A: Most children experience mild symptoms from COVID-19. Symptoms tend to appear 2-14 days after exposure. If you believe your child may have been exposed, monitor for symptoms and follow the CDC’s latest guidance for staying home. Contact a healthcare provider if symptoms such as shortness of breath, fever and cough worsen.

Q: I have a doctor/dentist appointment. Is it safe to keep that appointment?

A: The American Dental Association has recommended that dentists cancel elective procedures and has issued guidance for dentists and patients. Individuals who are concerned about visiting their doctor or dentist, or who are exhibiting symptoms of illness, should call ahead and discuss their concerns with the office. Individuals who believe they have symptoms of COVID-19 should call their healthcare provider first to get instructions so that appropriate infection-control measures can be implemented.

Q: I’m going on vacation to an area with COVID-19 cases. What do I need to do when I get back?

A: Travel guidance changes frequently as the outbreak expands, and individuals who travel should be prepared to be quarantined at home for 14 days upon their return or for their trips to be disrupted, extending their time away from home.

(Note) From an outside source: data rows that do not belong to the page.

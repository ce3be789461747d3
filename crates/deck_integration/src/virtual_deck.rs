use std::{
    path::{Path, PathBuf},
    sync::{
        atomic::{AtomicBool, Ordering},
        Mutex,
    },
};

use async_trait::async_trait;
use shared::{
    domain::{ButtonIndex, PressEvent},
    error::RenderError,
};
use tokio::sync::mpsc;
use tracing::debug;

use crate::{DeckDevice, PressStream};

/// File-backed deck: each button's display buffer is a PNG file under
/// `render_dir`, and presses are injected through a [`PressSender`].
///
/// The press stream ends once every `PressSender` clone is dropped.
pub struct VirtualDeck {
    render_dir: PathBuf,
    connected: AtomicBool,
    press_rx: Mutex<Option<PressStream>>,
}

#[derive(Debug, Clone)]
pub struct PressSender {
    tx: mpsc::UnboundedSender<PressEvent>,
}

impl PressSender {
    /// Returns false once the deck and its stream are gone.
    pub fn press(&self, button: ButtonIndex) -> bool {
        self.tx.send(PressEvent::new(button)).is_ok()
    }
}

impl VirtualDeck {
    pub fn new(render_dir: impl Into<PathBuf>) -> (Self, PressSender) {
        let (tx, press_rx) = mpsc::unbounded_channel();
        let deck = Self {
            render_dir: render_dir.into(),
            connected: AtomicBool::new(true),
            press_rx: Mutex::new(Some(press_rx)),
        };
        (deck, PressSender { tx })
    }

    pub fn render_dir(&self) -> &Path {
        &self.render_dir
    }

    pub fn button_path(&self, button: ButtonIndex) -> PathBuf {
        self.render_dir.join(format!("button-{}.png", button.0))
    }

    pub fn disconnect(&self) {
        self.connected.store(false, Ordering::SeqCst);
    }

    pub fn reconnect(&self) {
        self.connected.store(true, Ordering::SeqCst);
    }
}

#[async_trait]
impl DeckDevice for VirtualDeck {
    async fn set_button_image(
        &self,
        button: ButtonIndex,
        image: &[u8],
    ) -> Result<(), RenderError> {
        if !self.connected.load(Ordering::SeqCst) {
            return Err(RenderError::Disconnected);
        }

        let write_failed = |err: std::io::Error| RenderError::DeviceWrite {
            button,
            reason: err.to_string(),
        };
        tokio::fs::create_dir_all(&self.render_dir)
            .await
            .map_err(write_failed)?;
        let path = self.button_path(button);
        tokio::fs::write(&path, image).await.map_err(write_failed)?;
        debug!(%button, path = %path.display(), bytes = image.len(), "button image written");
        Ok(())
    }

    fn take_press_events(&self) -> Option<PressStream> {
        self.press_rx.lock().ok()?.take()
    }
}

#[cfg(test)]
#[path = "tests/virtual_deck_tests.rs"]
mod tests;
use std::path::{Path, PathBuf};

use deck_integration::PressStream;
use shared::{
    domain::{AlertPolicy, PresenceState, PressEvent},
    error::ValidationError,
};
use tokio::{
    sync::{mpsc, oneshot},
    task::JoinHandle,
};
use tracing::{debug, info, warn};

mod alerts;
mod icons;
mod presence;
mod surface;

pub use alerts::{AlertSink, DEFAULT_ALERT_DISPLAY, DEFAULT_ALERT_TITLE};
pub use icons::{IconImage, IconStore};
pub use presence::PresenceClient;
pub use surface::DeviceSurface;

pub const STATUS_CHANGED_PREFIX: &str = "Steam status changed to: ";
pub const COMMAND_QUEUE_CAPACITY: usize = 64;

/// Everything that may touch controller state. Presses and configuration
/// changes travel the same queue so they are applied strictly in order.
#[derive(Debug)]
pub enum ControllerCommand {
    Press(PressEvent),
    SetIcons {
        online: PathBuf,
        invisible: PathBuf,
        reply: Option<oneshot::Sender<Result<(), ValidationError>>>,
    },
    SetAlertsEnabled(bool),
    ToggleAlerts,
}

pub fn command_channel() -> (
    mpsc::Sender<ControllerCommand>,
    mpsc::Receiver<ControllerCommand>,
) {
    mpsc::channel(COMMAND_QUEUE_CAPACITY)
}

/// Sole owner of the current presence state.
pub struct ToggleController {
    current: PresenceState,
    policy: AlertPolicy,
    icons: IconStore,
    presence: PresenceClient,
    surface: DeviceSurface,
    alerts: AlertSink,
    pending_alert: Option<JoinHandle<()>>,
}

impl ToggleController {
    pub fn new(
        icons: IconStore,
        presence: PresenceClient,
        surface: DeviceSurface,
        alerts: AlertSink,
        policy: AlertPolicy,
    ) -> Self {
        Self {
            current: PresenceState::Online,
            policy,
            icons,
            presence,
            surface,
            alerts,
            pending_alert: None,
        }
    }

    pub fn current(&self) -> PresenceState {
        self.current
    }

    pub fn alert_policy(&self) -> AlertPolicy {
        self.policy
    }

    pub fn icons(&self) -> &IconStore {
        &self.icons
    }

    pub fn take_press_events(&self) -> Option<PressStream> {
        self.surface.subscribe()
    }

    /// Flips the presence state. Collaborator failures are logged and the
    /// new state is committed regardless, so the next press always toggles
    /// from here.
    pub async fn on_press(&mut self) {
        let next = self.current.toggled();

        let (presence, render) = tokio::join!(
            self.presence.set_state(next),
            self.surface.render(&self.icons, next)
        );
        self.current = next;

        if let Err(error) = presence {
            warn!(state = %next, %error, "presence update failed; button may not match remote presence");
        }
        if let Err(error) = render {
            warn!(state = %next, button = %self.surface.button(), %error, "button render failed");
        }

        let message = format!("{STATUS_CHANGED_PREFIX}{next}");
        info!(state = %next, "{message}");
        if let Some(task) = self.alerts.spawn_notify(self.policy, message) {
            self.pending_alert = Some(task);
        }
    }

    /// Waits for the most recent alert to be shown or time out.
    pub async fn flush_alert(&mut self) {
        if let Some(task) = self.pending_alert.take() {
            if let Err(error) = task.await {
                warn!(%error, "alert task ended abnormally");
            }
        }
    }

    pub async fn set_icons(
        &mut self,
        online: impl AsRef<Path>,
        invisible: impl AsRef<Path>,
    ) -> Result<(), ValidationError> {
        self.icons.replace(online, invisible).await?;
        info!(
            online = %self.icons.image(PresenceState::Online).path().display(),
            invisible = %self.icons.image(PresenceState::Invisible).path().display(),
            "icons replaced"
        );
        Ok(())
    }

    pub fn set_alerts_enabled(&mut self, enabled: bool) {
        self.policy.alerts_enabled = enabled;
        debug!(enabled, "alert policy updated");
    }

    /// Returns the new setting.
    pub fn toggle_alerts(&mut self) -> bool {
        let enabled = !self.policy.alerts_enabled;
        self.set_alerts_enabled(enabled);
        enabled
    }

    pub async fn handle(&mut self, command: ControllerCommand) {
        match command {
            ControllerCommand::Press(event) if event.button == self.surface.button() => {
                self.on_press().await;
            }
            ControllerCommand::Press(event) => {
                debug!(button = %event.button, bound = %self.surface.button(), "ignoring press on unbound button");
            }
            ControllerCommand::SetIcons {
                online,
                invisible,
                reply,
            } => {
                let outcome = self.set_icons(&online, &invisible).await;
                if let Err(error) = &outcome {
                    warn!(%error, "icon update rejected; keeping previous icons");
                }
                if let Some(reply) = reply {
                    let _ = reply.send(outcome);
                }
            }
            ControllerCommand::SetAlertsEnabled(enabled) => self.set_alerts_enabled(enabled),
            ControllerCommand::ToggleAlerts => {
                self.toggle_alerts();
            }
        }
    }

    /// Processes commands one at a time until every sender is dropped, then
    /// lets the last alert finish and hands the controller back.
    pub async fn run(mut self, mut commands: mpsc::Receiver<ControllerCommand>) -> Self {
        while let Some(command) = commands.recv().await {
            self.handle(command).await;
        }
        self.flush_alert().await;
        debug!(state = %self.current, "command queue closed");
        self
    }
}

/// Feeds device presses into the command queue in arrival order. Returns
/// when the device stream ends or the controller is gone.
pub async fn forward_presses(
    mut presses: PressStream,
    commands: mpsc::Sender<ControllerCommand>,
) {
    while let Some(event) = presses.recv().await {
        if commands.send(ControllerCommand::Press(event)).await.is_err() {
            break;
        }
    }
}

#[cfg(test)]
#[path = "tests/lib_tests.rs"]
mod tests;
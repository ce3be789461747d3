use std::{
    fs,
    io::ErrorKind,
    path::{Path, PathBuf},
    time::Duration,
};

use anyhow::Context;
use serde::Deserialize;
use url::Url;

pub const DEFAULT_CONFIG_PATH: &str = "steam_toggle.toml";
const ENV_PREFIX: &str = "STEAM_TOGGLE__";

#[derive(Debug, Clone, PartialEq, Eq)]
pub struct Settings {
    pub button_index: u8,
    pub online_icon: PathBuf,
    pub invisible_icon: PathBuf,
    pub alerts_enabled: bool,
    pub alert_title: String,
    pub alert_timeout_seconds: u64,
    pub call_timeout_ms: u64,
    pub render_dir: PathBuf,
    pub presence_url: Option<String>,
    pub presence_token: Option<String>,
    pub log_filter: String,
}

impl Default for Settings {
    fn default() -> Self {
        Self {
            button_index: 0,
            online_icon: PathBuf::from("images/online.png"),
            invisible_icon: PathBuf::from("images/invisible.png"),
            alerts_enabled: true,
            alert_title: "Stream Deck Plugin".into(),
            alert_timeout_seconds: 1,
            call_timeout_ms: 5000,
            render_dir: PathBuf::from("./render"),
            presence_url: None,
            presence_token: None,
            log_filter: "info".into(),
        }
    }
}

#[derive(Debug, Default, Deserialize)]
#[serde(deny_unknown_fields)]
struct FileSettings {
    button_index: Option<u8>,
    online_icon: Option<PathBuf>,
    invisible_icon: Option<PathBuf>,
    alerts_enabled: Option<bool>,
    alert_title: Option<String>,
    alert_timeout_seconds: Option<u64>,
    call_timeout_ms: Option<u64>,
    render_dir: Option<PathBuf>,
    presence_url: Option<String>,
    presence_token: Option<String>,
    log_filter: Option<String>,
}

impl Settings {
    pub fn call_timeout(&self) -> Duration {
        Duration::from_millis(self.call_timeout_ms)
    }

    pub fn alert_display(&self) -> Duration {
        Duration::from_secs(self.alert_timeout_seconds)
    }

    pub fn presence_endpoint(&self) -> anyhow::Result<Option<Url>> {
        self.presence_url
            .as_deref()
            .map(|raw| {
                Url::parse(raw).with_context(|| format!("invalid presence_url '{raw}'"))
            })
            .transpose()
    }

    fn apply_file(&mut self, file: FileSettings) {
        if let Some(v) = file.button_index {
            self.button_index = v;
        }
        if let Some(v) = file.online_icon {
            self.online_icon = v;
        }
        if let Some(v) = file.invisible_icon {
            self.invisible_icon = v;
        }
        if let Some(v) = file.alerts_enabled {
            self.alerts_enabled = v;
        }
        if let Some(v) = file.alert_title {
            self.alert_title = v;
        }
        if let Some(v) = file.alert_timeout_seconds {
            self.alert_timeout_seconds = v;
        }
        if let Some(v) = file.call_timeout_ms {
            self.call_timeout_ms = v;
        }
        if let Some(v) = file.render_dir {
            self.render_dir = v;
        }
        if file.presence_url.is_some() {
            self.presence_url = file.presence_url;
        }
        if file.presence_token.is_some() {
            self.presence_token = file.presence_token;
        }
        if let Some(v) = file.log_filter {
            self.log_filter = v;
        }
    }

    /// Values that fail to parse are skipped and the previous value kept.
    fn apply_env(&mut self, lookup: impl Fn(&str) -> Option<String>) {
        let var = |name: &str| lookup(&format!("{ENV_PREFIX}{name}"));

        if let Some(v) = var("BUTTON_INDEX").and_then(|v| v.trim().parse().ok()) {
            self.button_index = v;
        }
        if let Some(v) = var("ONLINE_ICON") {
            self.online_icon = PathBuf::from(v);
        }
        if let Some(v) = var("INVISIBLE_ICON") {
            self.invisible_icon = PathBuf::from(v);
        }
        if let Some(v) = var("ALERTS_ENABLED").and_then(|v| parse_bool(&v)) {
            self.alerts_enabled = v;
        }
        if let Some(v) = var("ALERT_TITLE") {
            self.alert_title = v;
        }
        if let Some(v) = var("ALERT_TIMEOUT_SECONDS").and_then(|v| v.trim().parse().ok()) {
            self.alert_timeout_seconds = v;
        }
        if let Some(v) = var("CALL_TIMEOUT_MS").and_then(|v| v.trim().parse().ok()) {
            self.call_timeout_ms = v;
        }
        if let Some(v) = var("RENDER_DIR") {
            self.render_dir = PathBuf::from(v);
        }
        if let Some(v) = var("PRESENCE_URL") {
            self.presence_url = Some(v);
        }
        if let Some(v) = var("PRESENCE_TOKEN") {
            self.presence_token = Some(v);
        }
        if let Some(v) = var("LOG_FILTER") {
            self.log_filter = v;
        }
    }
}

fn parse_bool(raw: &str) -> Option<bool> {
    match raw.trim().to_ascii_lowercase().as_str() {
        "1" | "true" | "yes" | "on" => Some(true),
        "0" | "false" | "no" | "off" => Some(false),
        _ => None,
    }
}

/// Defaults, then the TOML file at `path` if it exists, then
/// `STEAM_TOGGLE__*` environment variables.
pub fn load_settings(path: &Path) -> anyhow::Result<Settings> {
    load_settings_with(path, |name| std::env::var(name).ok())
}

fn load_settings_with(
    path: &Path,
    lookup: impl Fn(&str) -> Option<String>,
) -> anyhow::Result<Settings> {
    let mut settings = Settings::default();

    match fs::read_to_string(path) {
        Ok(raw) => {
            let file: FileSettings = toml::from_str(&raw)
                .with_context(|| format!("failed to parse config file '{}'", path.display()))?;
            settings.apply_file(file);
        }
        Err(err) if err.kind() == ErrorKind::NotFound => {}
        Err(err) => {
            return Err(err)
                .with_context(|| format!("failed to read config file '{}'", path.display()))
        }
    }

    settings.apply_env(lookup);
    settings.presence_endpoint()?;
    Ok(settings)
}

#[cfg(test)]
#[path = "tests/config_tests.rs"]
mod tests;
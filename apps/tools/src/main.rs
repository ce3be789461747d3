use std::path::PathBuf;

use anyhow::Result;
use clap::{Parser, Subcommand};
use packaging::{Manifest, PackagingJob};
use tracing_subscriber::EnvFilter;

const DEFAULT_LOG_FILTER: &str = "info";

#[derive(Parser, Debug)]
struct Cli {
    #[command(subcommand)]
    command: Command,
}

#[derive(Subcommand, Debug)]
enum Command {
    /// Write manifest.json and build the .streamDeckPlugin bundle.
    Package {
        #[arg(long, default_value = ".")]
        plugin_dir: PathBuf,
        #[arg(long)]
        entry: PathBuf,
        #[arg(long)]
        output: Option<PathBuf>,
    },
    /// Print the plugin manifest.
    Manifest,
}

/// `RUST_LOG` wins when it parses; otherwise `default` applies.
fn env_filter(rust_log: Option<&str>, default: &str) -> EnvFilter {
    rust_log
        .and_then(|directives| EnvFilter::try_new(directives).ok())
        .unwrap_or_else(|| EnvFilter::new(default))
}

fn main() -> Result<()> {
    let rust_log = std::env::var(EnvFilter::DEFAULT_ENV).ok();
    tracing_subscriber::fmt()
        .with_env_filter(env_filter(rust_log.as_deref(), DEFAULT_LOG_FILTER))
        .init();
    let cli = Cli::parse();

    match cli.command {
        Command::Package {
            plugin_dir,
            entry,
            output,
        } => {
            let mut job = PackagingJob::new(plugin_dir, entry);
            if let Some(output) = output {
                job = job.with_output(output);
            }
            let report = job.run()?;
            println!(
                "packaged {} ({} entries, {} bytes)",
                report.output.display(),
                report.entries.len(),
                report.total_bytes
            );
        }
        Command::Manifest => {
            println!("{}", Manifest::steam_status_toggle().to_json_pretty()?);
        }
    }

    Ok(())
}

#[cfg(test)]
#[path = "tests/main_tests.rs"]
mod tests;
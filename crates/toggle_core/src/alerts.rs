use std::{sync::Arc, time::Duration};

use deck_integration::{Notification, Notifier};
use shared::{domain::AlertPolicy, error::AlertError};
use tokio::task::JoinHandle;
use tracing::warn;

pub const DEFAULT_ALERT_TITLE: &str = "Stream Deck Plugin";
pub const DEFAULT_ALERT_DISPLAY: Duration = Duration::from_secs(1);

#[derive(Clone)]
pub struct AlertSink {
    notifier: Arc<dyn Notifier>,
    title: String,
    display_for: Duration,
    timeout: Duration,
}

impl AlertSink {
    pub fn new(notifier: Arc<dyn Notifier>, timeout: Duration) -> Self {
        Self {
            notifier,
            title: DEFAULT_ALERT_TITLE.to_string(),
            display_for: DEFAULT_ALERT_DISPLAY,
            timeout,
        }
    }

    pub fn with_title(mut self, title: impl Into<String>) -> Self {
        self.title = title.into();
        self
    }

    pub fn with_display_duration(mut self, display_for: Duration) -> Self {
        self.display_for = display_for;
        self
    }

    /// Shows `message` when the policy allows it. Failures are logged and
    /// dropped.
    pub async fn notify(&self, policy: AlertPolicy, message: &str) {
        if !policy.alerts_enabled {
            return;
        }

        let notification = Notification {
            title: self.title.clone(),
            message: message.to_string(),
            timeout: self.display_for,
        };
        let outcome = tokio::time::timeout(self.timeout, self.notifier.notify(notification))
            .await
            .unwrap_or(Err(AlertError::TimedOut(self.timeout)));

        if let Err(error) = outcome {
            warn!(%error, "on-screen alert failed");
        }
    }

    /// Runs [`notify`](Self::notify) on its own task so a slow notifier
    /// never holds up the caller. `None` when alerts are disabled.
    pub fn spawn_notify(&self, policy: AlertPolicy, message: String) -> Option<JoinHandle<()>> {
        if !policy.alerts_enabled {
            return None;
        }
        let sink = self.clone();
        Some(tokio::spawn(async move {
            sink.notify(policy, &message).await;
        }))
    }
}
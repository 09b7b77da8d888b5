//! notecheck - validate note frontmatter and body structure

pub mod cli;
pub mod domain;
pub mod infra;

use std::process::ExitCode;

use anyhow::Result;

use cli::{Cli, config::Config, handlers::handle_validate};

/// Main entry point for the CLI application.
///
/// Returns success only when the note's frontmatter is valid.
pub fn run(cli: &Cli) -> Result<ExitCode> {
    let config = match &cli.config {
        Some(path) => Config::load_from(path)?,
        None => Config::load()?,
    };
    let format = config.format(cli.format);

    if handle_validate(&cli.input, format)? {
        Ok(ExitCode::SUCCESS)
    } else {
        Ok(ExitCode::FAILURE)
    }
}
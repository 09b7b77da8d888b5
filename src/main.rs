use std::process::ExitCode;

use clap::Parser;
use notecheck::cli::Cli;
use tracing_subscriber::{filter::EnvFilter, fmt, layer::SubscriberExt, util::SubscriberInitExt};

fn main() -> ExitCode {
    let cli = Cli::parse();
    init_tracing(cli.verbose);

    match notecheck::run(&cli) {
        Ok(code) => code,
        Err(err) => {
            eprintln!("error: {err:#}");
            ExitCode::FAILURE
        }
    }
}

/// Logs go to stderr so stdout stays clean for reports.
fn init_tracing(verbose: u8) {
    let base_filter = match std::env::var("RUST_LOG") {
        Ok(filter) => filter,
        Err(_) => match verbose {
            0 => "warn".to_string(),
            1 => "warn,notecheck=info".to_string(),
            2 => "warn,notecheck=debug".to_string(),
            _ => "warn,notecheck=trace".to_string(),
        },
    };

    let filter = EnvFilter::try_new(&base_filter).unwrap_or_else(|_| EnvFilter::new("warn"));

    tracing_subscriber::registry()
        .with(filter)
        .with(
            fmt::layer()
                .with_target(true)
                .with_writer(std::io::stderr)
                .compact(),
        )
        .init();
}
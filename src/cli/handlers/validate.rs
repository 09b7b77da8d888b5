//! Validate command handler.

use std::path::Path;

use anyhow::Result;
use tracing::{debug, info};

use crate::cli::DocumentSource;
use crate::cli::output::{OutputFormat, ReportOutput, render_human, render_json};
use crate::domain::{ValidationReport, validate_document};
use crate::infra::{read_document, read_stdin};

/// Reads the document named by `source` and runs both validation stages.
///
/// # Errors
///
/// Returns the input error when the document cannot be obtained; the
/// validators are not run in that case.
pub fn validate_source(source: &DocumentSource) -> Result<ValidationReport> {
    let content = match source {
        DocumentSource::Stdin => read_stdin()?,
        DocumentSource::File(path) => read_document(path)?,
    };
    debug!(%source, chars = content.chars().count(), "validating note");
    Ok(validate_document(&content))
}

/// Validates one note and prints the result.
///
/// Returns whether the note's frontmatter is valid.
pub fn handle_validate(source: &DocumentSource, format: OutputFormat) -> Result<bool> {
    let report = validate_source(source)?;

    info!(
        %source,
        valid = report.is_valid(),
        errors = report.frontmatter.errors().len(),
        warnings = report.warnings.len(),
        "validated note"
    );

    match format {
        OutputFormat::Human => {
            let name = match source {
                DocumentSource::Stdin => None,
                DocumentSource::File(path) => Some(file_name(path)),
            };
            print!("{}", render_human(name.as_deref(), &report));
        }
        OutputFormat::Json => {
            let output = ReportOutput::new(source.to_string(), &report);
            println!("{}", render_json(&output)?);
        }
    }

    Ok(report.is_valid())
}

fn file_name(path: &Path) -> String {
    path.file_name()
        .map(|name| name.to_string_lossy().into_owned())
        .unwrap_or_else(|| path.display().to_string())
}
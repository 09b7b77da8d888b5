//! Wikilink references of the form `[[target]]` or `[[target|alias]]`.

use std::fmt;
use std::sync::LazyLock;

use regex::Regex;

/// Non-nested double-bracket link; captures the text between the brackets.
static WIKILINK_RE: LazyLock<Regex> =
    LazyLock::new(|| Regex::new(r"\[\[([^\]]+)\]\]").expect("wikilink pattern is valid"));

const ALIAS_SEPARATOR: char = '|';

/// Error returned when an aliased link has more than one separator.
#[derive(Debug, Clone, PartialEq, Eq)]
pub struct ParseWikilinkError {
    raw: String,
}

impl ParseWikilinkError {
    /// Returns the link body that failed to parse, without brackets.
    pub fn raw(&self) -> &str {
        &self.raw
    }
}

impl fmt::Display for ParseWikilinkError {
    fn fmt(&self, f: &mut fmt::Formatter<'_>) -> fmt::Result {
        write!(f, "invalid wikilink '[[{}]]'", self.raw)
    }
}

impl std::error::Error for ParseWikilinkError {}

/// Checks the text found between `[[` and `]]`.
///
/// An aliased link (`target|alias`) overrides the text displayed for the
/// link; either part may be empty but there must be exactly one separator.
///
/// # Errors
///
/// Returns `ParseWikilinkError` if the body contains the alias separator
/// but does not split into exactly two parts.
pub fn check_wikilink(body: &str) -> Result<(), ParseWikilinkError> {
    if body.contains(ALIAS_SEPARATOR) && body.split(ALIAS_SEPARATOR).count() != 2 {
        return Err(ParseWikilinkError {
            raw: body.to_string(),
        });
    }
    Ok(())
}

/// Returns the body of every wikilink in `text`, in document order.
///
/// Returns nothing unless both `[[` and `]]` occur somewhere in the text.
pub fn find_wikilinks(text: &str) -> Vec<&str> {
    if !(text.contains("[[") && text.contains("]]")) {
        return Vec::new();
    }

    WIKILINK_RE
        .captures_iter(text)
        .filter_map(|caps| caps.get(1))
        .map(|m| m.as_str())
        .collect()
}
//! Configuration file support.

use anyhow::{Context, Result};
use serde::Deserialize;
use std::path::{Path, PathBuf};

use crate::cli::output::OutputFormat;

/// Application configuration loaded from config file.
#[derive(Debug, Default, Deserialize)]
#[serde(deny_unknown_fields)]
pub struct Config {
    /// Default output format
    pub format: Option<OutputFormat>,
}

impl Config {
    /// Load configuration from the default config file location.
    ///
    /// Returns default config if the file doesn't exist.
    pub fn load() -> Result<Self> {
        let config_path = Self::config_path();

        if !config_path.exists() {
            return Ok(Self::default());
        }

        Self::load_from(&config_path)
    }

    /// Load configuration from an explicit path, which must exist.
    pub fn load_from(path: &Path) -> Result<Self> {
        let contents = std::fs::read_to_string(path)
            .with_context(|| format!("failed to read config file: {}", path.display()))?;

        toml::from_str(&contents)
            .with_context(|| format!("failed to parse config file: {}", path.display()))
    }

    /// Returns the path to the config file.
    ///
    /// Default: `~/.config/notecheck/config.toml`
    pub fn config_path() -> PathBuf {
        dirs::config_dir()
            .unwrap_or_else(|| PathBuf::from("."))
            .join("notecheck")
            .join("config.toml")
    }

    /// Resolve the output format, with CLI argument taking precedence.
    ///
    /// Precedence order:
    /// 1. CLI `--format` argument
    /// 2. Config file `format` setting
    /// 3. Human-readable output
    pub fn format(&self, cli_format: Option<OutputFormat>) -> OutputFormat {
        cli_format.or(self.format).unwrap_or_default()
    }
}
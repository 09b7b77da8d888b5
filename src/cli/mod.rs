//! CLI command definition and handler

pub mod config;
pub mod handlers;
pub mod output;

use clap::{ArgAction, Parser};
use std::convert::Infallible;
use std::fmt;
use std::path::PathBuf;
use std::str::FromStr;

use output::OutputFormat;

/// Argument value meaning "read the note from standard input".
pub const STDIN_SENTINEL: &str = "-";

/// notecheck - validate note frontmatter and body structure
#[derive(Parser, Debug)]
#[command(
    name = "notecheck",
    version,
    about,
    long_about = None,
    arg_required_else_help = true,
    after_help = "Examples:\n  notecheck 'My Note.md'\n  cat note.md | notecheck -"
)]
pub struct Cli {
    /// Path to a markdown note, or `-` to read from stdin
    pub input: DocumentSource,

    /// Output format (overrides config file)
    #[arg(short = 'f', long, value_enum)]
    pub format: Option<OutputFormat>,

    /// Config file to use instead of the default location
    #[arg(short = 'c', long)]
    pub config: Option<PathBuf>,

    /// Increase log verbosity (-v, -vv, -vvv)
    #[arg(short, long, action = ArgAction::Count)]
    pub verbose: u8,
}

/// Where the document text comes from.
#[derive(Debug, Clone, PartialEq, Eq)]
pub enum DocumentSource {
    Stdin,
    File(PathBuf),
}

impl FromStr for DocumentSource {
    type Err = Infallible;

    fn from_str(s: &str) -> Result<Self, Self::Err> {
        if s == STDIN_SENTINEL {
            Ok(Self::Stdin)
        } else {
            Ok(Self::File(PathBuf::from(s)))
        }
    }
}

impl fmt::Display for DocumentSource {
    fn fmt(&self, f: &mut fmt::Formatter<'_>) -> fmt::Result {
        match self {
            DocumentSource::Stdin => write!(f, "<stdin>"),
            DocumentSource::File(path) => write!(f, "{}", path.display()),
        }
    }
}
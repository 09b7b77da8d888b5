//! Document I/O and frontmatter parsing

pub mod frontmatter;
mod fs;

pub use frontmatter::ParseError;
pub use fs::{InputError, read_document, read_stdin};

If you left an area with widespread, ongoing community spread (Level 3 Travel Health Notice countries), stay home for 14 days and practice social distancing. CDC does not generally issue advisories or restrictions for travel within the United States.

Take these steps to monitor:

  • Take your temperature with a thermometer two times a day and monitor for fever. Also watch for cough or trouble breathing.
  • Stay home and avoid contact with others. Do not go to work or school our out in public for this 14-day period. Discuss your work situation with your employer before returning to work.
  • Do not take public transportation, taxis, or ride-shares during the time you are practicing social distancing.
  • Keep your distance from others (about 6 feet or 2 meters).

More information for travelers is available on the CDC website.

Q: I’ve been told to self-isolate. What does that mean?

A: (Individuals who are not showing symptoms) Household members, intimate partners, and caregivers in a nonhealthcare setting may have close contact with a person with symptomatic, laboratory- confirmed COVID-19 or a person under investigation. Close contacts should monitor their health; they should call their healthcare provider right away if they develop symptoms suggestive of COVID-19 (e.g., fever, cough, shortness of breath).

Perform hand hygiene frequently. Wash your hands often with soap and water for at least 20 seconds or use an alcohol-based hand sanitizer that contains 60% alcohol, covering all surfaces of your hands and rubbing them together until they feel dry. Soap and water should be used preferentially if hands are visibly dirty.

Surfaces that are touched often should be cleaned daily, and laundry should be washed thoroughly.

If there is a patient in the home, remain separated as much as possible. Other household members should care for any children or pets in the home. See Preventing the Spread for more information.

(Individuals who are mildly ill) People who are mildly ill with COVID-19 can isolate at home during their illness. You should restrict activities outside your home, except for getting medical care. Do not go to work, school, or public areas. Avoid using public transportation, ridesharing, or taxis.

As much as possible, you should stay in a specific room and away from other people in your home. Also, you should use a separate bathroom, if available. You should not share dishes, drinking glasses, cups, eating utensils, towels, or bedding with other people or pets in your home. After using these items, they should be washed thoroughly with soap and water. Surfaces that are touched often should be cleaned daily.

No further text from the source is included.